Странные были люди среди босяков, и многого я не понимал в них, но меня очень подкупало в их пользу то, что они не жаловались на жизнь, а о благополучной жизни «обывателей» говорили насмешливо, иронически, но не из чувства скрытой зависти, не потому что «видит око, да зуб неймет», а как будто из гордости, из сознания, что живут они – плохо, а сами по себе лучше тех, кто живет «хорошо».

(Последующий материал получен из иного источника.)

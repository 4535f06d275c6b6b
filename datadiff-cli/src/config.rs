use std::path::Path;
use datadiff_config::shared::{DiffConfig, InitialInterval, SourceConfig};
use datadiff_config::{Environment, load_config, load_config_from};

use crate::error::{CliError, CliResult};
use crate::{Args, SourceArgs};

/// Builds the run configuration from the command line.
///
/// When both drivers are given on the command line, the sources are built from the flags
/// alone. Otherwise the configuration is loaded from files and the environment, and the
/// remaining flags override the loaded values. The result is validated.
pub fn load_diff_config(args: &Args) -> CliResult<DiffConfig> {
    let primary = SourceArgs::from(&args.primary);
    let secondary = SourceArgs::from(&args.secondary);

    let mut config = match (&primary.driver, &secondary.driver) {
        (Some(_), Some(_)) => DiffConfig {
            reconcile: Default::default(),
            fetch: Default::default(),
            primary: source_from_args(&primary)?,
            secondary: source_from_args(&secondary)?,
        },
        _ => load_file_config(args.config_dir.as_deref())?,
    };

    apply_overrides(&mut config, args)?;
    config.validate().map_err(CliError::config)?;

    Ok(config)
}

fn load_file_config(directory: Option<&Path>) -> CliResult<DiffConfig> {
    match directory {
        Some(directory) => {
            let environment = Environment::load()?;
            load_config_from(directory, environment).map_err(CliError::config)
        }
        None => load_config::<DiffConfig>().map_err(CliError::config),
    }
}

fn source_from_args(args: &SourceArgs) -> CliResult<SourceConfig> {
    let driver = args.driver.as_deref().unwrap_or_default();

    let options = match &args.conf_file {
        Some(path) => std::fs::read_to_string(path)?,
        None => args.conf.clone(),
    };

    SourceConfig::from_parts(driver, &args.conn, &options).map_err(CliError::config)
}

fn apply_overrides(config: &mut DiffConfig, args: &Args) -> CliResult<()> {
    if let Some(interval) = args.interval {
        config.reconcile.initial_interval =
            InitialInterval::try_from(interval).map_err(CliError::config)?;
    }
    if let Some(concurrency) = args.concurrency {
        config.reconcile.max_concurrency = concurrency;
    }
    if args.report_unresolved {
        config.reconcile.report_unresolved = true;
    }
    if let Some(timeout_ms) = args.fetch_timeout_ms {
        config.fetch.timeout_ms = timeout_ms;
    }
    if let Some(attempts) = args.retry_attempts {
        config.fetch.retry.max_attempts = attempts;
    }

    Ok(())
}

#[cfg(test)]
mod tests {
    use clap::Parser;

    use super::*;

    #[test]
    fn sources_are_built_from_flags() {
        let args = Args::parse_from([
            "datadiff",
            "--mdriver",
            "memory",
            "--mconf",
            r#"{"ids": [1, 2, 3]}"#,
            "--secondary-driver",
            "elasticsearch7",
            "--secondary-conn",
            "http://localhost:9200",
            "--secondary-conf",
            r#"{"index": "orders", "field": "id"}"#,
            "--interval",
            "100",
            "--concurrency",
            "4",
        ]);

        let config = load_diff_config(&args).unwrap();

        assert!(matches!(config.primary, SourceConfig::Memory { ref ids } if ids == &[1, 2, 3]));
        assert_eq!(config.secondary.driver(), "elasticsearch7");
        assert_eq!(config.reconcile.initial_interval, InitialInterval::Hundred);
        assert_eq!(config.reconcile.max_concurrency, 4);
        assert!(!config.reconcile.report_unresolved);
    }

    #[test]
    fn unsupported_interval_is_rejected() {
        let args = Args::parse_from([
            "datadiff",
            "--primary-driver",
            "memory",
            "--secondary-driver",
            "memory",
            "--interval",
            "500",
        ]);

        let err = load_diff_config(&args).unwrap_err();
        assert_eq!(err.category(), "configuration error");
        assert!(err.to_string().contains("500"));
    }

    #[test]
    fn zero_concurrency_fails_validation() {
        let args = Args::parse_from([
            "datadiff",
            "--primary-driver",
            "memory",
            "--secondary-driver",
            "memory",
            "--concurrency",
            "0",
        ]);

        assert!(load_diff_config(&args).is_err());
    }
}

Изображенного мною в «Бывших людях» содержателя ночлежки Кувалду я увидал впервые в камере мирового судьи Колонтаева. Меня поразило чувство собственного достоинства, с которым этот человек в лохмотьях отвечал на вопросы судьи, презрение, с которым он возражал полицейскому, обвинителю, и потерпевшему – трактирщику, избитому Кувалдой. Также изумлен был я беззлобной насмешливостью одесского босяка, рассказавшего мне случай, описанный мною в рассказе «Челкаш». С этим человеком я лежал в больнице города Николаева (Херсонского). Хорошо помню его улыбку, обнажавшую его великолепные белые зубы, – улыбку, которой он заключил повесть о предательском поступке парня, нанятого им на работу: «Так и пустил я его с деньгами; иди, болван, ешь кашу!»
Он мне напомнил «благородных» героев Дюма. Из больницы мы вышли вместе, и, сидя со мною в люнетах лагеря за городом, угощая меня дыней, он предложил:
«Может – займешься со мною хорошим делом? С тебя, думаю, толк будет».